--- Problem statement ---
Output the entire listing below exactly as it stands.

━━━

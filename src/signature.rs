//! Signature stamping for finished ASCII frames.
//!
//! A signature is written over the tail of the last row of a frame. Rows are
//! never padded and the signature is never truncated: when the last row is
//! shorter than the signature, the row is replaced by the signature.

/// Stamp `signature` onto the last row of `rows`.
///
/// Returns a new row sequence; the input is left untouched. All rows except
/// the last are copied unchanged. An empty input yields an empty output.
///
/// Lengths are counted in characters, so a multi-byte glyph in the row is
/// either kept or replaced whole.
///
/// ## Example
///
/// ```rust
/// use ascii_canvas_core::add_signature_to_output;
///
/// let rows = ["hello", "world"];
/// assert_eq!(add_signature_to_output(&rows, "XY"), vec!["hello", "worXY"]);
///
/// // The signature overflows a short last row
/// assert_eq!(add_signature_to_output(&["ab"], "XYZ"), vec!["XYZ"]);
/// ```
pub fn add_signature_to_output<S: AsRef<str>>(rows: &[S], signature: &str) -> Vec<String> {
    let mut stamped: Vec<String> = rows.iter().map(|r| r.as_ref().to_owned()).collect();
    if let Some(last) = stamped.last_mut() {
        *last = stamp_row(last.as_str(), signature);
    }
    stamped
}

/// Stamp `signature` onto the end of a single row.
///
/// If the row holds at least as many characters as the signature, its final
/// characters are replaced; otherwise the result is exactly the signature.
pub fn stamp_row(row: &str, signature: &str) -> String {
    let row_len = row.chars().count();
    let sig_len = signature.chars().count();

    if row_len < sig_len {
        tracing::trace!(target: "signature", row_len, sig_len, "signature_overflows_row");
        return signature.to_owned();
    }

    // Byte offset of the first character being overwritten
    let keep = row_len - sig_len;
    let split = row.char_indices().nth(keep).map(|(i, _)| i).unwrap_or(row.len());

    let mut out = String::with_capacity(split + signature.len());
    out.push_str(&row[..split]);
    out.push_str(signature);
    out
}

/// Stamp a newline-separated frame.
///
/// Only the last row is rewritten; everything before it, including `\n` or
/// `\r\n` line endings and a trailing terminator, is kept byte for byte.
/// Empty text is returned unchanged.
///
/// ```rust
/// use ascii_canvas_core::stamp_text;
///
/// assert_eq!(stamp_text("####\n####\n", "ab"), "####\n##ab\n");
/// assert_eq!(stamp_text("####\r\n####\r\n", "ab"), "####\r\n##ab\r\n");
/// ```
pub fn stamp_text(text: &str, signature: &str) -> String {
    if text.is_empty() {
        return String::new();
    }

    let (body, terminator) = if let Some(body) = text.strip_suffix("\r\n") {
        (body, "\r\n")
    } else if let Some(body) = text.strip_suffix('\n') {
        (body, "\n")
    } else {
        (text, "")
    };

    let (head, last) = body.split_at(body.rfind('\n').map_or(0, |i| i + 1));

    let mut out = String::with_capacity(text.len() + signature.len());
    out.push_str(head);
    out.push_str(&stamp_row(last, signature));
    out.push_str(terminator);
    out
}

━━━

--- Answer for the task ---
filename src/signature.rs
//! Signature stamping for finished ASCII frames.
//!
//! A signature is written over the tail of the last row of a frame. Rows are
//! never padded and the signature is never truncated: when the last row is
//! shorter than the signature, the row is replaced by the signature.

/// Stamp `signature` onto the last row of `rows`.
///
/// Returns a new row sequence; the input is left untouched. All rows except
/// the last are copied unchanged. An empty input yields an empty output.
///
/// Lengths are counted in characters, so a multi-byte glyph in the row is
/// either kept or replaced whole.
///
/// ## Example
///
/// ```rust
/// use ascii_canvas_core::add_signature_to_output;
///
/// let rows = ["hello", "world"];
/// assert_eq!(add_signature_to_output(&rows, "XY"), vec!["hello", "worXY"]);
///
/// // The signature overflows a short last row
/// assert_eq!(add_signature_to_output(&["ab"], "XYZ"), vec!["XYZ"]);
/// ```
pub fn add_signature_to_output<S: AsRef<str>>(rows: &[S], signature: &str) -> Vec<String> {
    let mut stamped: Vec<String> = rows.iter().map(|r| r.as_ref().to_owned()).collect();
    if let Some(last) = stamped.last_mut() {
        *last = stamp_row(last.as_str(), signature);
    }
    stamped
}

/// Stamp `signature` onto the end of a single row.
///
/// If the row holds at least as many characters as the signature, its final
/// characters are replaced; otherwise the result is exactly the signature.
pub fn stamp_row(row: &str, signature: &str) -> String {
    let row_len = row.chars().count();
    let sig_len = signature.chars().count();

    if row_len < sig_len {
        tracing::trace!(target: "signature", row_len, sig_len, "signature_overflows_row");
        return signature.to_owned();
    }

    // Byte offset of the first character being overwritten
    let keep = row_len - sig_len;
    let split = row.char_indices().nth(keep).map(|(i, _)| i).unwrap_or(row.len());

    let mut out = String::with_capacity(split + signature.len());
    out.push_str(&row[..split]);
    out.push_str(signature);
    out
}

/// Stamp a newline-separated frame.
///
/// Only the last row is rewritten; everything before it, including `\n` or
/// `\r\n` line endings and a trailing terminator, is kept byte for byte.
/// Empty text is returned unchanged.
///
/// ```rust
/// use ascii_canvas_core::stamp_text;
///
/// assert_eq!(stamp_text("####\n####\n", "ab"), "####\n##ab\n");
/// assert_eq!(stamp_text("####\r\n####\r\n", "ab"), "####\r\n##ab\r\n");
/// ```
pub fn stamp_text(text: &str, signature: &str) -> String {
    if text.is_empty() {
        return String::new();
    }

    let (body, terminator) = if let Some(body) = text.strip_suffix("\r\n") {
        (body, "\r\n")
    } else if let Some(body) = text.strip_suffix('\n') {
        (body, "\n")
    } else {
        (text, "")
    };

    let (head, last) = body.split_at(body.rfind('\n').map_or(0, |i| i + 1));

    let mut out = String::with_capacity(text.len() + signature.len());
    out.push_str(head);
    out.push_str(&stamp_row(last, signature));
    out.push_str(terminator);
    out
}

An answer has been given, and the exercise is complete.